Хоронили его в обычный будний день, в присутствии социальной работницы, четырех старух и старика (у пятерых последних атрофировалось ощущение смерти, у социальной работницы — профессионально затушевано, как лица изнасилованных женщин в телевизионных новостях). Нужно отметить: старик не рассорился к концу жизни, как это обычно бывает, со всеми почти старыми друзьями, продолжая безоблачное общение с ними в прерывистых снах, приходящих после незатейливых радостей расправленной простыни и зарывания в надежное одеяло. Наяву каждая такая оборванная (иногда со скандалом) связь хоть и воспринимается воображаемым статистическим стариком сквозь раздражение и заношенный флер печали, все же ясно осознается им как шаг к грядущей полной свободе, как отданный канат, не обвивающий больше оголившуюся причальную тумбу. Наш хитрый старик всех обманул, скрыв поздний триумф одиночества.
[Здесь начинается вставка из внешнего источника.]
//! Marker tokens for dynamic positions.
//!
//! Two flavors exist:
//! - **Attribute marker**: a bare token spliced into an attribute value.
//! - **Node marker**: a comment placeholder (`<!--token-->`) occupying a child slot.
//!
//! Both embed a random suffix drawn once per process so authored content
//! cannot collide with them by accident. The tokens use only ASCII letters,
//! digits and `-`, so they survive whitespace and `;` splitting intact.

use std::sync::LazyLock;

use crate::algo::StableHasher;

static MARKERS: LazyLock<Markers> = LazyLock::new(Markers::generate);

/// The process-wide marker set.
#[derive(Debug, Clone, PartialEq, Eq)]
pub struct Markers {
    attr: String,
    node: String,
    placeholder: String,
}

impl Markers {
    /// Get the process-wide markers.
    #[inline]
    pub fn get() -> &'static Markers {
        &MARKERS
    }

    fn generate() -> Self {
        Self::with_suffix(random_suffix())
    }

    fn with_suffix(suffix: u64) -> Self {
        let attr = format!("stencil-a{suffix:016x}");
        let node = format!("stencil-n{suffix:016x}");
        let placeholder = format!("<!--{node}-->");
        Self { attr, node, placeholder }
    }

    /// Token placed inside attribute values.
    #[inline]
    pub fn attr(&self) -> &str {
        &self.attr
    }

    /// Token placed inside placeholder comments.
    #[inline]
    pub fn node(&self) -> &str {
        &self.node
    }

    /// Full comment placeholder for a node slot.
    #[inline]
    pub fn placeholder(&self) -> &str {
        &self.placeholder
    }

    /// Number of attribute marker occurrences in `s`.
    pub fn count_attr(&self, s: &str) -> usize {
        s.matches(self.attr.as_str()).count()
    }

    /// Number of node marker occurrences in `s`.
    pub fn count_node(&self, s: &str) -> usize {
        s.matches(self.node.as_str()).count()
    }

    /// Whether `s` contains any marker token.
    pub fn contains_any(&self, s: &str) -> bool {
        s.contains(self.attr.as_str()) || s.contains(self.node.as_str())
    }
}

/// Draw the suffix from the OS, falling back to a time/pid hash when no
/// entropy source is available.
fn random_suffix() -> u64 {
    match getrandom::u64() {
        Ok(v) => v,
        Err(err) => {
            tracing::warn!("getrandom unavailable ({err}), deriving marker suffix from clock");
            let nanos = std::time::SystemTime::now()
                .duration_since(std::time::UNIX_EPOCH)
                .map(|d| d.as_nanos() as u64)
                .unwrap_or_default();
            StableHasher::new()
                .update_u64(nanos)
                .update_u64(u64::from(std::process::id()))
                .finish()
        }
    }
}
Итак, пришли на похороны только эти шестеро — представитель государства и пятеро случайных соседей. Близких его то ли не нашли, то ли, может быть, не слишком упорно искали, он ведь не жертва террора, и его не сбил на пешеходном переходе известный адвокат. Был там еще смуглый раввин в черной шляпе, который быстро качался и еще быстрее проговаривал слова молитв.

А через неделю в другом уголке той же местности в семье адвоката и служащей министерства охраны окружающей среды в ночь с 13-го на 14-е родился мальчик (как выяснится позже — с большими способностями к математике), и для снимка к первому его дню рождения уже ждут его на полке шкафа маленькие полосатые трусы.